Limonov, un Emmanuel Carrère magistral

18 August 2011 | PAR Yaël Hirsch

Dans son dernier roman, l’auteur de “D’autres vies que la mienne” et “Un Roman russe” se fait le biographe d’un personnage pas forcément sympathique. Poète dissident de la Russie soviétique, romancier de l’exil underground new-yorkais, chef d’un parti néofasciste dans la Russie d’aujourd’hui, Limonov est surtout un prétexte. Sur le ton léger qui le caractérise, Carrère livre autour du personnage une merveilleuse chronique historique.

A l’occasion d’une soirée à Moscou, Emmanuel Carrère recroise un personnage qu’il avait oublié depuis les années 1980 : le romancier Edouard Limonov. Désormais dirigeant du parti national-bolchévique, Limonov est une figure ambivalente de la contestation. Sur le coup, Carrère n’a pas envie d’aller le saluer, mais cette rencontre lui donne envie d’enquêter sur le passé de ce personnage. Il le rencontre même pour l’interviewer. Et retrace sa vie : une enfance pauvre sur les bords de la Volga, une vocation de poète qui lui permet de fréquenter certains cercles littéraires et de faire la démonstration de son talent de gigolo, la montée à Moscou, la folle passion pour une très belle russe perdue et droguée, la dissidence et l’exil à New-York, le succès de son “Journal d’un raté” et de quelques autres romans, le passage par Paris. Puis le retour en Russie son étrange carrière politique et para-militaire, aux bras de femmes de plus en plus jeunes, l’oscillation entre la prison et le succès médiatique.

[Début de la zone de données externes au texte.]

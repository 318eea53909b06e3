// SPDX-FileCopyrightText: 2026 Sébastien Helleu <flashcode@flashtux.org>
//
// SPDX-License-Identifier: GPL-3.0-or-later

//! Properties file entry.

use serde::Serialize;

use crate::props::escape::EscapePropertiesExt;

/// Tag of the plural form used as fallback, mandatory in every plural group.
pub const OTHER_TAG: &str = "other";

/// A `key=value` or `key[tag]=value` assignment.
#[derive(Debug, Default, Clone, PartialEq, Eq, Serialize)]
pub struct Entry {
    pub line_number: usize,
    pub key: String,
    pub plural_tag: Option<String>,
    /// Value as written in the file (trimmed, escapes not decoded).
    pub raw_value: String,
    pub value: String,
}

/// Split a key `name[tag]` into its base name and plural tag.
///
/// A key without brackets, or with an empty tag, is returned as-is.
#[must_use]
pub fn split_plural_key(key: &str) -> (&str, Option<&str>) {
    if let Some(inner) = key.strip_suffix(']')
        && let Some(pos) = inner.rfind('[')
        && pos + 1 < inner.len()
    {
        (inner[..pos].trim_end_matches([' ', '\t']), Some(&inner[pos + 1..]))
    } else {
        (key, None)
    }
}

impl Entry {
    /// Create a new entry, decoding the escapes of the raw value.
    #[must_use]
    pub fn new(
        line_number: usize,
        key: &str,
        plural_tag: Option<&str>,
        raw_value: &str,
    ) -> Self {
        Self {
            line_number,
            key: key.to_string(),
            plural_tag: plural_tag.map(String::from),
            raw_value: raw_value.to_string(),
            value: raw_value.unescape_properties(),
        }
    }

    /// Return `true` if this entry is a plural form (`key[tag]=value`).
    #[must_use]
    pub fn is_plural(&self) -> bool {
        self.plural_tag.is_some()
    }

    /// Return the key with the plural tag, as written in the file.
    #[must_use]
    pub fn full_key(&self) -> String {
        match &self.plural_tag {
            Some(tag) => format!("{}[{tag}]", self.key),
            None => self.key.clone(),
        }
    }

    /// Convert this entry back to a properties line.
    #[must_use]
    pub fn to_properties_line(&self) -> String {
        format!("{} = {}", self.full_key(), self.raw_value)
    }
}

#[cfg(test)]
mod tests {
    use super::*;

    #[test]
    fn test_split_plural_key() {
        assert_eq!(split_plural_key("key"), ("key", None));
        assert_eq!(split_plural_key("key[one]"), ("key", Some("one")));
        assert_eq!(split_plural_key("key [other]"), ("key", Some("other")));
        assert_eq!(split_plural_key("a[b][few]"), ("a[b]", Some("few")));
        assert_eq!(split_plural_key("[one]"), ("", Some("one")));
        assert_eq!(split_plural_key("key[]"), ("key[]", None));
        assert_eq!(split_plural_key("key]"), ("key]", None));
    }

    #[test]
    fn test_entry() {
        let entry = Entry::new(4, "greeting", None, "hello\\tworld");
        assert!(!entry.is_plural());
        assert_eq!(entry.value, "hello\tworld");
        assert_eq!(entry.full_key(), "greeting");
        assert_eq!(entry.to_properties_line(), "greeting = hello\\tworld");
        let entry = Entry::new(5, "files", Some("one"), "\\u0031 file");
        assert!(entry.is_plural());
        assert_eq!(entry.value, "1 file");
        assert_eq!(entry.full_key(), "files[one]");
        assert_eq!(entry.to_properties_line(), "files[one] = \\u0031 file");
    }
}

De Limonov, Carrère dit :”C’est une vie aventureuse et ambiguë : un vrai roman. Et c’est une vie qui, je crois, raconte quelque chose. Pas seulement sur lui, Limonov, pas seulement sur la Russie, mais sur notre histoire à tous depuis la fin de la Seconde Guerre mondiale.” Il ne trouve pas forcément son sujet sympathique, même s’il admire parfois son courage. C’est d’autant plus à son honneur d’avoir essayé de retracer les faits pour faire la part des choses et tenter de reconstituer la trajectoire de ce héros ou ce salaud hors du commun. Autour de la biographie en pointillés, du talent et des engagements douteux de Limonov, l’auteur a tissé une fresque documentée et  brillante, où, à grands renforts d’anecdotes personnelles, il délivre de véritables leçons d’Histoire. Un roman aussi nourrissant que délicieux.

Emmanuel Carrère, Limonov, P.O.L., 489 p., 20 euros. Sortie le 8 septembre 2011.

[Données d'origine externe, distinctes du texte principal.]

// SPDX-FileCopyrightText: 2026 Sébastien Helleu <flashcode@flashtux.org>
//
// SPDX-License-Identifier: GPL-3.0-or-later

//! Implementation of the `escapes` rule: check unknown or incomplete escape sequences.

use propexam::props::entry::Entry;

use crate::checker::Checker;
use crate::diagnostic::Severity;
use crate::rules::rule::RuleChecker;

/// Characters that can follow a backslash (other than `u`).
const KNOWN_ESCAPES: [char; 9] = ['n', 'r', 't', '\\', '=', ':', '#', '!', ' '];

pub struct EscapesRule {}

/// Return the positions of unknown escape sequences and incomplete unicode escapes
/// in a raw value.
fn find_bad_escapes(raw: &str) -> (Vec<(usize, usize)>, Vec<(usize, usize)>) {
    let mut unknown = Vec::new();
    let mut incomplete = Vec::new();
    let mut it = raw.char_indices().peekable();
    while let Some((idx, ch)) = it.next() {
        if ch != '\\' {
            continue;
        }
        match it.next() {
            Some((_, 'u')) => {
                let mut end = idx + 2;
                let mut digits = 0;
                while digits < 4
                    && let Some((pos, c)) = it.peek().copied()
                    && c.is_ascii_hexdigit()
                {
                    end = pos + 1;
                    digits += 1;
                    it.next();
                }
                if digits < 4 {
                    incomplete.push((idx, end));
                }
            }
            Some((pos, c)) if !KNOWN_ESCAPES.contains(&c) => {
                unknown.push((idx, pos + c.len_utf8()));
            }
            _ => {}
        }
    }
    (unknown, incomplete)
}

impl RuleChecker for EscapesRule {
    fn name(&self) -> &'static str {
        "escapes"
    }

    fn is_default(&self) -> bool {
        true
    }

    fn severity(&self) -> Severity {
        Severity::Warning
    }

    /// Check for unknown escape sequences and incomplete unicode escapes in values.
    ///
    /// An unknown escape sequence like `\q` is decoded as the character itself, the
    /// backslash is lost. A unicode escape with less than 4 hexadecimal digits is
    /// decoded with the digits found.
    ///
    /// Wrong entries:
    /// ```text
    /// path = C:\data
    /// letter = \u41
    /// ```
    ///
    /// Correct entries:
    /// ```text
    /// path = C:\\data
    /// letter = \u0041
    /// ```
    ///
    /// Diagnostics reported with severity [`warning`](Severity::Warning):
    /// - `unknown escape sequence`
    /// - `incomplete unicode escape`
    fn check_entry(&self, checker: &mut Checker, entry: &Entry) {
        if !entry.raw_value.contains('\\') {
            return;
        }
        let (unknown, incomplete) = find_bad_escapes(&entry.raw_value);
        if !unknown.is_empty() {
            checker.report_entry("unknown escape sequence".to_string(), entry, &unknown);
        }
        if !incomplete.is_empty() {
            checker.report_entry("incomplete unicode escape".to_string(), entry, &incomplete);
        }
    }
}

#[cfg(test)]
mod tests {
    use super::*;
    use crate::{diagnostic::Diagnostic, rules::rule::Rules};

    fn check_escapes(content: &str) -> Vec<Diagnostic> {
        let rules = Rules::new(vec![Box::new(EscapesRule {})]);
        let mut checker = Checker::new(content.as_bytes(), &rules);
        checker.do_all_checks();
        checker.diagnostics
    }

    #[test]
    fn test_find_bad_escapes() {
        assert_eq!(find_bad_escapes("a\\nb\\u0041\\\\"), (vec![], vec![]));
        assert_eq!(find_bad_escapes("a\\qb"), (vec![(1, 3)], vec![]));
        assert_eq!(find_bad_escapes("\\u41z"), (vec![], vec![(0, 4)]));
        assert_eq!(find_bad_escapes("\\u"), (vec![], vec![(0, 2)]));
        assert_eq!(find_bad_escapes("\\é\\x"), (vec![(0, 3), (3, 5)], vec![]));
    }

    #[test]
    fn test_escapes_ok() {
        let diags = check_escapes(
            "newline = a\\nb\ntab = a\\tb\nbackslash = C:\\\\temp\nletter = \\u0041\n\
             equal = a\\=b\n",
        );
        assert!(diags.is_empty());
    }

    #[test]
    fn test_unknown_escape() {
        let diags = check_escapes("path = C:\\data\\qa\n");
        assert_eq!(diags.len(), 1);
        let diag = &diags[0];
        assert_eq!(diag.severity, Severity::Warning);
        assert_eq!(diag.message, "unknown escape sequence");
        assert_eq!(diag.lines[0].message, "path = C:\\data\\qa");
        assert_eq!(diag.lines[0].highlights, vec![(9, 11), (14, 16)]);
    }

    #[test]
    fn test_incomplete_unicode() {
        let diags = check_escapes("letter = \\u41\n");
        assert_eq!(diags.len(), 1);
        assert_eq!(diags[0].message, "incomplete unicode escape");
        assert_eq!(diags[0].lines[0].highlights, vec![(9, 13)]);
    }
}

Arrivé à ce point, je ne suis pas certain que mon lecteur ait réellement envie qu’on lui raconte comme une exaltante épopée les débuts d’une feuille de chou et d’un parti néofascistes. Je ne suis aps certain d’en avoir envie, moi non plus. Cependant c’est plus compliqué que ça. Je suis désolé. Je n’aime pas cette phrase. Je n’aime pas l’usage qu’en font les esprits subtils. le malheur est qu’elle est souvent vraie. En l’occurrence, elle ‘lest. C’est plus compliqué que ça.” p. 381

 

Note : Les éditions Albin Michel rééditent “Le journal d’un raté” d’Edouard Limonov. En librairies à partir du 5 septembre. Voir notre critique, ici.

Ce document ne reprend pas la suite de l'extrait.